Thank you for taking my follow-up. Just taking Håkon's retention question back in time here. So how will you differ between the customers when it comes to hikes, price hikes? Will most of them get a sort of or the better clients being in the lower end, and those who are least profitability get a much higher level, so you try to price them out to your book? Or how should we look at your sort of repricing versus the different kind of client types or profitability or clients, please?

Jostein Amdal
CFO, Gjensidige

Yeah. If you look at our private segment, we do have different customer groups by the kind of profitability or customer score, as we call them.

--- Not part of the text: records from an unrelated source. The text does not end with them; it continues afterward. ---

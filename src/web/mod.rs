//! Web server module.
//!
//! Serves the JSON REST API under `/api/todos`, the htmx page at `/`, and
//! static assets from the configured directory.

mod server;
pub mod templates;

pub use server::{AppState, ServerHandle, build_router, start_server};
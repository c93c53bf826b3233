//! Structured error types for store and API responses.

use axum::Json;
use axum::http::StatusCode;
use axum::response::{IntoResponse, Response};
use serde::{Deserialize, Serialize};
use thiserror::Error;

use crate::types::TodoId;

/// Message returned when an id does not match any todo.
pub const NOT_FOUND_MESSAGE: &str = "Todo not found";

/// Message returned when a todo is created without text.
pub const TEXT_REQUIRED_MESSAGE: &str = "Todo text is required";

/// Error codes for programmatic error handling.
#[derive(Debug, Clone, Copy, Serialize, PartialEq, Eq)]
#[serde(rename_all = "SCREAMING_SNAKE_CASE")]
pub enum ErrorCode {
    // Validation errors
    MissingRequiredField,
    InvalidBody,

    // Not found errors
    TodoNotFound,

    // Internal errors
    InternalError,
}

/// Errors raised by the store and surfaced by the API layer.
#[derive(Debug, Error, PartialEq, Eq)]
pub enum TodoError {
    #[error("{message}")]
    Validation {
        message: String,
        field: Option<String>,
    },

    #[error("Todo not found")]
    NotFound { id: Option<TodoId> },

    #[error("{0}")]
    InvalidBody(String),

    #[error("{0}")]
    Internal(String),
}

impl TodoError {
    pub fn text_required() -> Self {
        Self::Validation {
            message: TEXT_REQUIRED_MESSAGE.to_string(),
            field: Some("text".to_string()),
        }
    }

    pub fn not_found(id: TodoId) -> Self {
        Self::NotFound { id: Some(id) }
    }

    /// Not found for a path segment that is not a valid id at all.
    pub fn unknown_id() -> Self {
        Self::NotFound { id: None }
    }

    pub fn invalid_body(reason: impl Into<String>) -> Self {
        Self::InvalidBody(reason.into())
    }

    pub fn internal(err: impl std::fmt::Display) -> Self {
        Self::Internal(err.to_string())
    }

    pub fn code(&self) -> ErrorCode {
        match self {
            Self::Validation { .. } => ErrorCode::MissingRequiredField,
            Self::NotFound { .. } => ErrorCode::TodoNotFound,
            Self::InvalidBody(_) => ErrorCode::InvalidBody,
            Self::Internal(_) => ErrorCode::InternalError,
        }
    }

    pub fn status_code(&self) -> StatusCode {
        match self {
            Self::Validation { .. } | Self::InvalidBody(_) => StatusCode::BAD_REQUEST,
            Self::NotFound { .. } => StatusCode::NOT_FOUND,
            Self::Internal(_) => StatusCode::INTERNAL_SERVER_ERROR,
        }
    }

    pub fn is_not_found(&self) -> bool {
        matches!(self, Self::NotFound { .. })
    }
}

/// JSON error payload: `{"error": "..."}`.
#[derive(Debug, Serialize, Deserialize)]
pub struct ErrorBody {
    pub error: String,
}

impl IntoResponse for TodoError {
    fn into_response(self) -> Response {
        let status = self.status_code();
        if status.is_server_error() {
            tracing::error!(code = ?self.code(), "{}", self);
        } else {
            tracing::debug!(code = ?self.code(), status = status.as_u16(), "{}", self);
        }
        let body = ErrorBody {
            error: self.to_string(),
        };
        (status, Json(body)).into_response()
    }
}

/// Result type for store operations.
pub type TodoResult<T> = std::result::Result<T, TodoError>;
//! Rendering of the todo list.
//!
//! [`render`] is a pure function of the full collection and a [`ViewState`].
//! Both the htmx page and the terminal client render through it, so filtering
//! and counting behave the same everywhere.

use std::fmt::Write as _;
use std::time::{Duration, Instant};

use serde::{Deserialize, Serialize};

use crate::types::{Filter, Todo};

/// How long a notification stays visible.
pub const DEFAULT_NOTIFICATION_TTL: Duration = Duration::from_millis(3000);

/// Question asked before replacing a todo's text.
pub const EDIT_PROMPT: &str = "Edit todo:";

/// Question asked before deleting a todo.
pub const DELETE_CONFIRMATION: &str = "Are you sure you want to delete this todo?";

/// Immutable view settings passed into [`render`].
#[derive(Debug, Clone, Copy, PartialEq, Eq, Default, Serialize, Deserialize)]
pub struct ViewState {
    #[serde(default)]
    pub filter: Filter,
}

impl ViewState {
    pub fn new(filter: Filter) -> Self {
        Self { filter }
    }

    /// A copy of this state with a different filter.
    pub fn with_filter(self, filter: Filter) -> Self {
        Self { filter }
    }
}

/// Aggregate counts over the whole collection, independent of the filter.
#[derive(Debug, Clone, Copy, PartialEq, Eq, Default, Serialize)]
pub struct Stats {
    pub total: usize,
    pub completed: usize,
    pub pending: usize,
}

impl Stats {
    pub fn of(todos: &[Todo]) -> Self {
        let total = todos.len();
        let completed = todos.iter().filter(|t| t.completed).count();
        Self {
            total,
            completed,
            pending: total - completed,
        }
    }
}

/// Output of [`render`].
#[derive(Debug, Clone, PartialEq, Eq)]
pub struct RenderedView {
    pub view: ViewState,
    pub stats: Stats,
    /// Todos visible under the filter, in collection order.
    pub items: Vec<Todo>,
}

/// Compute the visible list and counts without modifying `todos`.
pub fn render(todos: &[Todo], view: &ViewState) -> RenderedView {
    let items = todos
        .iter()
        .filter(|t| view.filter.matches(t))
        .cloned()
        .collect();

    RenderedView {
        view: *view,
        stats: Stats::of(todos),
        items,
    }
}

impl RenderedView {
    pub fn is_empty(&self) -> bool {
        self.items.is_empty()
    }

    /// HTML fragment for the stats bar, filter buttons and list.
    ///
    /// The fragment targets `#todo-app`; every control posts back to the
    /// `/ui/todos` routes with the current filter so the response re-renders
    /// the same view.
    pub fn to_html(&self) -> String {
        let filter = self.view.filter.as_str();
        let mut html = String::new();

        let _ = write!(
            html,
            r#"<div class="stats">
                <div class="stat"><span class="stat-value" id="totalCount">{}</span><span class="stat-label">Total</span></div>
                <div class="stat"><span class="stat-value" id="completedCount">{}</span><span class="stat-label">Completed</span></div>
                <div class="stat"><span class="stat-value" id="pendingCount">{}</span><span class="stat-label">Pending</span></div>
            </div>"#,
            self.stats.total, self.stats.completed, self.stats.pending
        );

        html.push_str(r#"<div class="filters">"#);
        for option in Filter::ALL {
            let active = if option == self.view.filter {
                " active"
            } else {
                ""
            };
            let _ = write!(
                html,
                r##"<button class="filter-btn{active}" data-filter="{value}" hx-get="/ui/todos?filter={value}" hx-target="#todo-app">{label}</button>"##,
                active = active,
                value = option.as_str(),
                label = option.label(),
            );
        }
        html.push_str("</div>");

        // Picked up by the add form so a create re-renders the same view
        let _ = write!(
            html,
            r#"<input type="hidden" id="currentFilter" name="filter" value="{}" hx-swap-oob="true">"#,
            filter
        );

        if self.is_empty() {
            html.push_str(r#"<div class="empty-state" id="emptyState">Nothing to show here</div>"#);
            return html;
        }

        html.push_str(r#"<ul class="todo-list" id="todoList">"#);
        for todo in &self.items {
            let checked = if todo.completed { " checked" } else { "" };
            let done = if todo.completed { " completed" } else { "" };
            let text = html_escape(&todo.text);
            let _ = write!(
                html,
                r##"<li class="todo-item" id="todo-{id}">
                    <input type="checkbox" class="todo-checkbox"{checked}
                           hx-post="/ui/todos/{id}/toggle?filter={filter}" hx-target="#todo-app">
                    <span class="todo-text{done}">{text}</span>
                    <div class="todo-actions">
                        <button class="todo-btn edit-btn" title="Edit"
                                hx-post="/ui/todos/{id}/edit?filter={filter}" hx-target="#todo-app"
                                data-edit-prompt="{edit_prompt}" data-text="{text}">Edit</button>
                        <button class="todo-btn delete-btn" title="Delete"
                                hx-delete="/ui/todos/{id}?filter={filter}" hx-target="#todo-app"
                                hx-confirm="{delete_confirmation}">Delete</button>
                    </div>
                </li>"##,
                id = todo.id,
                checked = checked,
                done = done,
                text = text,
                filter = filter,
                edit_prompt = EDIT_PROMPT,
                delete_confirmation = DELETE_CONFIRMATION,
            );
        }
        html.push_str("</ul>");
        html
    }

    /// Plain-text listing for terminals.
    pub fn to_text(&self) -> String {
        let mut out = String::new();
        if self.is_empty() {
            out.push_str("  (nothing to show)\n");
        }
        for todo in &self.items {
            let mark = if todo.completed { 'x' } else { ' ' };
            let _ = writeln!(out, "  [{}] {:>3}  {}", mark, todo.id, todo.text);
        }
        let _ = writeln!(
            out,
            "{} total, {} completed, {} pending (filter: {})",
            self.stats.total, self.stats.completed, self.stats.pending, self.view.filter
        );
        out
    }
}

/// Escape HTML special characters.
pub fn html_escape(s: &str) -> String {
    s.replace('&', "&amp;")
        .replace('<', "&lt;")
        .replace('>', "&gt;")
        .replace('"', "&quot;")
        .replace('\'', "&#39;")
}

/// Kind of a notification, used for styling.
#[derive(Debug, Clone, Copy, PartialEq, Eq, Serialize)]
#[serde(rename_all = "snake_case")]
pub enum NotificationKind {
    Success,
    Error,
    Warning,
    Info,
}

impl NotificationKind {
    pub fn as_str(self) -> &'static str {
        match self {
            NotificationKind::Success => "success",
            NotificationKind::Error => "error",
            NotificationKind::Warning => "warning",
            NotificationKind::Info => "info",
        }
    }
}

/// Transient feedback about the outcome of the last action.
#[derive(Debug, Clone, PartialEq, Eq)]
pub struct Notification {
    pub kind: NotificationKind,
    pub message: String,
}

impl Notification {
    pub fn new(kind: NotificationKind, message: impl Into<String>) -> Self {
        Self {
            kind,
            message: message.into(),
        }
    }

    /// Out-of-band htmx banner replacing any banner already on the page.
    pub fn to_html(&self) -> String {
        format!(
            r#"<div id="notification" hx-swap-oob="true" class="notification {}">{}</div>"#,
            self.kind.as_str(),
            html_escape(&self.message)
        )
    }
}

/// Holds at most one notification and expires it after a fixed delay.
#[derive(Debug, Clone)]
pub struct Notifier {
    ttl: Duration,
    current: Option<(Notification, Instant)>,
}

impl Notifier {
    pub fn new(ttl: Duration) -> Self {
        Self { ttl, current: None }
    }

    /// Show `notification`, replacing the one currently visible.
    pub fn show(&mut self, notification: Notification, now: Instant) {
        self.current = Some((notification, now));
    }

    /// The visible notification at `now`, if it has not expired.
    pub fn current(&self, now: Instant) -> Option<&Notification> {
        match &self.current {
            Some((n, shown_at)) if now.saturating_duration_since(*shown_at) < self.ttl => Some(n),
            _ => None,
        }
    }

    /// The most recent notification regardless of expiry.
    pub fn last(&self) -> Option<&Notification> {
        self.current.as_ref().map(|(n, _)| n)
    }
}

impl Default for Notifier {
    fn default() -> Self {
        Self::new(DEFAULT_NOTIFICATION_TTL)
    }
}

#[cfg(test)]
mod tests {
    use super::*;
    use crate::store::seed_todos;

    #[test]
    fn test_render_filters_without_touching_input() {
        let todos = seed_todos();
        let view = render(&todos, &ViewState::new(Filter::Active));

        assert_eq!(todos.len(), 4);
        assert_eq!(
            view.items.iter().map(|t| t.id).collect::<Vec<_>>(),
            vec![3, 4]
        );
    }

    #[test]
    fn test_stats_ignore_filter() {
        let todos = seed_todos();
        let view = render(&todos, &ViewState::new(Filter::Completed));

        assert_eq!(
            view.stats,
            Stats {
                total: 4,
                completed: 2,
                pending: 2
            }
        );
        assert_eq!(view.items.len(), 2);
    }

    #[test]
    fn test_to_html_escapes_text() {
        let todos = vec![Todo::new(1, "<script>alert('x')</script>", false)];
        let html = render(&todos, &ViewState::default()).to_html();

        assert!(!html.contains("<script>"));
        assert!(html.contains("&lt;script&gt;alert(&#39;x&#39;)&lt;/script&gt;"));
    }

    #[test]
    fn test_to_html_empty_state() {
        let html = render(&[], &ViewState::default()).to_html();
        assert!(html.contains("emptyState"));
        assert!(!html.contains("todoList"));
    }

    #[test]
    fn test_to_html_marks_active_filter() {
        let html = render(&seed_todos(), &ViewState::new(Filter::Completed)).to_html();
        assert!(html.contains(r#"class="filter-btn active" data-filter="completed""#));
        assert!(html.contains("/ui/todos/1/toggle?filter=completed"));
    }

    #[test]
    fn test_edit_control_carries_current_text() {
        let todos = vec![
            Todo::new(3, "Deploy to the cloud", false),
            Todo::new(4, r#"Say "hi" & <wave>"#, false),
        ];
        let html = render(&todos, &ViewState::default()).to_html();

        assert!(html.contains(r#"data-text="Deploy to the cloud""#));
        assert!(html.contains(r#"data-text="Say &quot;hi&quot; &amp; &lt;wave&gt;""#));
        assert!(html.contains(r#"data-edit-prompt="Edit todo:""#));
    }

    #[test]
    fn test_to_html_carries_current_filter() {
        let html = render(&seed_todos(), &ViewState::new(Filter::Active)).to_html();
        assert!(html.contains(
            r#"<input type="hidden" id="currentFilter" name="filter" value="active" hx-swap-oob="true">"#
        ));
    }

    #[test]
    fn test_to_text_lists_items() {
        let text = render(&seed_todos(), &ViewState::default()).to_text();
        assert!(text.contains("[x]   1  Learn Rust"));
        assert!(text.contains("4 total, 2 completed, 2 pending"));
    }

    #[test]
    fn test_notifier_keeps_single_notification() {
        let start = Instant::now();
        let mut notifier = Notifier::new(Duration::from_secs(3));

        notifier.show(Notification::new(NotificationKind::Info, "first"), start);
        notifier.show(Notification::new(NotificationKind::Error, "second"), start);

        let current = notifier.current(start).unwrap();
        assert_eq!(current.message, "second");
        assert_eq!(current.kind, NotificationKind::Error);
    }

    #[test]
    fn test_notifier_expires() {
        let start = Instant::now();
        let mut notifier = Notifier::new(Duration::from_secs(3));
        notifier.show(Notification::new(NotificationKind::Success, "saved"), start);

        assert!(notifier.current(start + Duration::from_secs(2)).is_some());
        assert!(notifier.current(start + Duration::from_secs(3)).is_none());
        assert_eq!(notifier.last().unwrap().message, "saved");
    }

    #[test]
    fn test_notification_html_is_escaped() {
        let html = Notification::new(NotificationKind::Warning, "<b>").to_html();
        assert!(html.contains("notification warning"));
        assert!(html.contains("&lt;b&gt;"));
    }
}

... some many different types of groups, depending on the level of profitability per customer. We are doing all the price increases to all the groups. Of course, higher for the type of customers that are less profitable. But even though, even the more profitable customers are getting quite high price hike, going forward, I would say. So, definitely about 10% per customer, going forward as well, and even quite much higher than that as well.

Jan Erik Gjerland
Analyst, ABG

Isn't it the risk that you actually then push them away because they will get a more decent offer somewhere else?

Geir Holmgren
CEO, Gjensidige

Well, we do have experience based on what kind of price hikes each single customer can manage. And due to the high, high level of satisfaction, which we know per customer group, and dependent on how profitable the customer is, also. So we are confident that all the price hikes we are doing at the moment will put us in a position where the retention rate still will be high and approximately at the same level we are seeing at the moment.

Jan Erik Gjerland
Analyst, ABG

Okay, thank you.

Operator

Thank you, and we'll now take our next follow-up from Faizan Lakhani of HSBC. Please go ahead.

Faizan Lakhani
Managing Director, HSBC

Hi there. I know this was covered last quarter, but I just wanted to sort of catch up on again, is the fact that you've increased your large loss budget by more than 20%, yet you didn't change your combined ratio target. Implicitly, I would assume that means mechanically, you're forecasting a better underlying frequency loss ratio going forward. Can you maybe just help bridge how that works? Thank you.

Geir Holmgren
CEO, Gjensidige

Again, I think the correct assumption is that, you know, in the total claims forecast is taken into account when we estimate the combined ratio or how to reach the combined ratio target. And the pricing measures we do will compensate for the both, the expected development and the underlying frequency loss ratio and the large claims budget or forecast, if you like. And we appreciate that, you know, this large claims number is especially volatile over time. But on average, we'll have that included in the pricing on the different products.

Faizan Lakhani
Managing Director, HSBC

Okay. So you need to affect, which is one point more in the combined ratio via pricing to hit the targets, if that's my understanding correctly?

Geir Holmgren
CEO, Gjensidige

Yeah. Okay. Yeah.

Faizan Lakhani
Managing Director, HSBC

Thank you very much.

Operator

Thank you. There are no further questions in queue. I will now hand it back to Mitra for closing remarks.

Mitra Hagen Negård
Head of Investor Relations, Gjensidige

Thank you. Thank you everyone, for lots of good questions as always. We will be participating in roadshow meetings and conferences, and group investor meetings organized by brokers in August and September. These meetings will be held in Oslo, London, Stockholm and Frankfurt. Have a look at our financial calendar on our website for more details. With that, thank you for your attention and have a nice day and a lovely summer.

Operator

This concludes today's call. Thank you for your participation. Stay safe. You may now disconnect.